4/ The cultural and emotional impact of terminations
Poorly handled terminations can damage morale, lower productivity, and create distrust among remaining employees. If employees perceive firings as unfair or inconsistent, they may become disengaged, fearful, and less willing to take risks or innovate.
To mitigate this, CEOs should:
- Communicate clearly and fairly with the team about company expectations and values.
- Ensure transparency in performance evaluations and feedback.
- Reassure remaining employees by demonstrating that terminations are justified, strategic, and in the best interest of the organization.
5/ A CEO’s personal experience: learning to fire with empathy
The article includes a case study of John Yanchek, CEO of Montis Financial, who shares his journey in managing terminations.
Initially, Yanchek struggled with firing employees due to a lack of structured processes and clear performance evaluation criteria. He realized that many of his early mistakes stemmed from insufficient communication, inadequate documentation, and an overly legalistic approach.
Over time, he developed a framework for hiring and firing based on:
- Clear performance metrics (using the GWC framework: Get it, Want it, and Capacity to do the job).
- Emphasizing company core values (Discipline, Exceeding Expectations, Proactivity, Team Orientation, and Empathy).
- Leading with kindness and compassion – He found that treating terminations as a mutual decision rather than a punishment helped employees transition more smoothly.
In one case, an underperforming employee at Montis was eventually let go but was supported in finding a new job where they could succeed, resulting in a positive outcome for both the company and the individual.
6/ Remote work challenges and modern offboarding best practices
With the rise of remote work, terminating employees virtually presents unique challenges.
The authors suggest:
- Using video calls instead of emails or phone calls for a more personal approach.
- Being prepared for recorded meetings – Employees may record termination meetings, making clear and professional communication essential.
- Managing system access promptly – Companies must ensure immediate revocation of credentials to protect sensitive data.
Additionally, the article highlights the importance of a thorough offboarding process, ensuring that employees return company assets, complete final paperwork, and receive necessary resources for their transition.
7/ The role of professional support (HR and legal advisors)
For CEOs without extensive HR experience, working with employment lawyers and Professional Employer Organizations (PEOs) can help streamline the termination process.
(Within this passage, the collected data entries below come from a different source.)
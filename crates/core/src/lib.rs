//! # NCP Core
//!
//! Terminology translation core for the National Contact Point.
//!
//! This crate turns coded clinical concepts from a foreign document into display-ready terms
//! in the reader's language:
//! - Shape-tolerant extraction of coded values and aggregate entities (Organization,
//!   Practitioner, RelatedPerson) from document-shaped values
//! - Catalogue lookups with a bounded timeout and a short-lived shared cache
//! - A tiered resolution policy: catalogue designation, then document free text, then a
//!   generic placeholder
//! - Unavailability markers for resource kinds a document failed to supply
//!
//! **No wire concerns**: parsing FHIR bundles belongs in `fhir`; presenting the results belongs
//! to the caller.

pub mod aggregate;
pub mod availability;
pub mod catalogue;
pub mod coded;
pub mod config;
pub mod constants;
pub mod diagnostics;
pub mod error;
pub mod extract;
pub mod pass;
pub mod resolution;
pub mod roles;

pub use aggregate::{assemble_aggregate, AggregateEntity, ResourceKind};
pub use availability::{check_availability, AvailabilityState, UnavailabilityMarker};
pub use catalogue::{CachedCatalogue, CatalogueClient, InMemoryCatalogue, TerminologyCatalogue};
pub use coded::{CodedValue, ResolvedTerm, SourceTier};
pub use config::CoreConfig;
pub use diagnostics::{DiagnosticKind, DiagnosticRecord, Diagnostics};
pub use error::{TerminologyError, TerminologyResult};
pub use extract::{extract, FieldPath};
pub use pass::{parse_document, DocumentContract, DocumentFormat, PassReport, ResolutionPass};
pub use resolution::{EntityDisplay, ResolutionEngine, ResolverStrategy};
//! Directed weighted graph.

use std::borrow::Borrow;
use std::collections::BTreeMap;
use std::fmt;

use crate::errors::GraphError;

/// Opaque node identifier. Ordered lexicographically.
#[derive(Clone, PartialEq, Eq, PartialOrd, Ord, Hash, Debug)]
pub struct Node(String);

impl Node {
    pub fn new<S: Into<String>>(id: S) -> Self {
        Node(id.into())
    }

    pub fn as_str(&self) -> &str {
        &self.0
    }
}

impl fmt::Display for Node {
    fn fmt(&self, f: &mut fmt::Formatter<'_>) -> fmt::Result {
        f.write_str(&self.0)
    }
}

impl Borrow<str> for Node {
    fn borrow(&self) -> &str {
        &self.0
    }
}

impl From<&str> for Node {
    fn from(id: &str) -> Self {
        Node(id.to_string())
    }
}

impl From<String> for Node {
    fn from(id: String) -> Self {
        Node(id)
    }
}

/// Directed edge with a non-negative finite cost.
#[derive(Clone, PartialEq, Debug)]
pub struct Edge {
    pub source: Node,
    pub destination: Node,
    pub cost: f64,
}

/// Directed weighted graph. Nodes are created on first reference.
///
/// Parallel edges are kept as is. Incoming edges are indexed as well,
/// so that distances *to* a node can be computed without rebuilding the graph.
#[derive(Clone, Default, Debug)]
pub struct WeightedGraph {
    /// Links node to the list of its outgoing edges, in insertion order.
    outgoing: BTreeMap<Node, Vec<Edge>>,
    /// Links node to the list of its incoming edges, in insertion order.
    incoming: BTreeMap<Node, Vec<Edge>>,
    edge_count: usize,
}

impl WeightedGraph {
    /// Create new empty graph.
    pub fn new() -> Self {
        WeightedGraph::default()
    }

    /// Insert node `id` with no edges, unless it already exists.
    pub fn ensure_node<N: Into<Node>>(&mut self, id: N) {
        let id = id.into();
        if !self.outgoing.contains_key(&id) {
            self.incoming.insert(id.clone(), Vec::new());
            self.outgoing.insert(id, Vec::new());
        }
    }

    /// Add edge `source -> destination`, creating both endpoints if needed.
    pub fn add_edge<S: Into<Node>, D: Into<Node>>(&mut self, source: S, destination: D, cost: f64) -> Result<(), GraphError> {
        let (source, destination) = (source.into(), destination.into());
        if !cost.is_finite() || cost < 0.0 {
            return Err(GraphError::InvalidEdge { from: source, to: destination, cost });
        }

        self.ensure_node(source.clone());
        self.ensure_node(destination.clone());

        let edge = Edge { source, destination, cost };
        if let Some(edges) = self.incoming.get_mut(&edge.destination) {
            edges.push(edge.clone());
        }
        if let Some(edges) = self.outgoing.get_mut(&edge.source) {
            edges.push(edge);
        }
        self.edge_count += 1;

        Ok(())
    }

    /// Outgoing edges of `node`. Empty for unknown nodes.
    pub fn edges_from(&self, node: &str) -> &[Edge] {
        self.outgoing.get(node).map(Vec::as_slice).unwrap_or(&[])
    }

    /// Incoming edges of `node`. Empty for unknown nodes.
    pub fn edges_into(&self, node: &str) -> &[Edge] {
        self.incoming.get(node).map(Vec::as_slice).unwrap_or(&[])
    }

    /// Cheapest edge cost from `node` to each of its direct successors.
    pub fn cheapest_successors(&self, node: &str) -> BTreeMap<&Node, f64> {
        let mut res = BTreeMap::new();
        for edge in self.edges_from(node) {
            let cost = res.entry(&edge.destination).or_insert(edge.cost);
            if edge.cost < *cost {
                *cost = edge.cost;
            }
        }
        res
    }

    pub fn contains(&self, node: &str) -> bool {
        self.outgoing.contains_key(node)
    }

    /// Stored node identifier equal to `node`, if any.
    pub fn node(&self, node: &str) -> Option<&Node> {
        self.outgoing.get_key_value(node).map(|(n, _)| n)
    }

    /// All nodes, in ascending order.
    pub fn nodes(&self) -> impl Iterator<Item = &Node> {
        self.outgoing.keys()
    }

    pub fn node_count(&self) -> usize {
        self.outgoing.len()
    }

    pub fn edge_count(&self) -> usize {
        self.edge_count
    }
}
PEOs provide:
- Legal compliance guidance
- Separation agreements and dispute resolution strategies
- Best practices for minimizing risks and maintaining fairness
Using external HR support can protect companies from legal pitfalls and ensure that terminations are handled professionally and ethically.
Conclusion
Employee terminations are a difficult but necessary responsibility for CEOs, particularly in SF–acquired businesses where leadership transitions often bring organizational restructuring. The key takeaway from the article is that firing should always be a last resort, pursued only after exhausting all possible alternatives for improving performance.
By following structured procedures, leading with empathy, and maintaining fairness, CEOs can ensure that terminations minimize legal risks, maintain morale, and ultimately benefit both the company and the departing employee.
While no CEO enjoys firing employees, handling terminations professionally, transparently, and with compassion helps build a stronger, more resilient company culture and positions the organization for long-term success.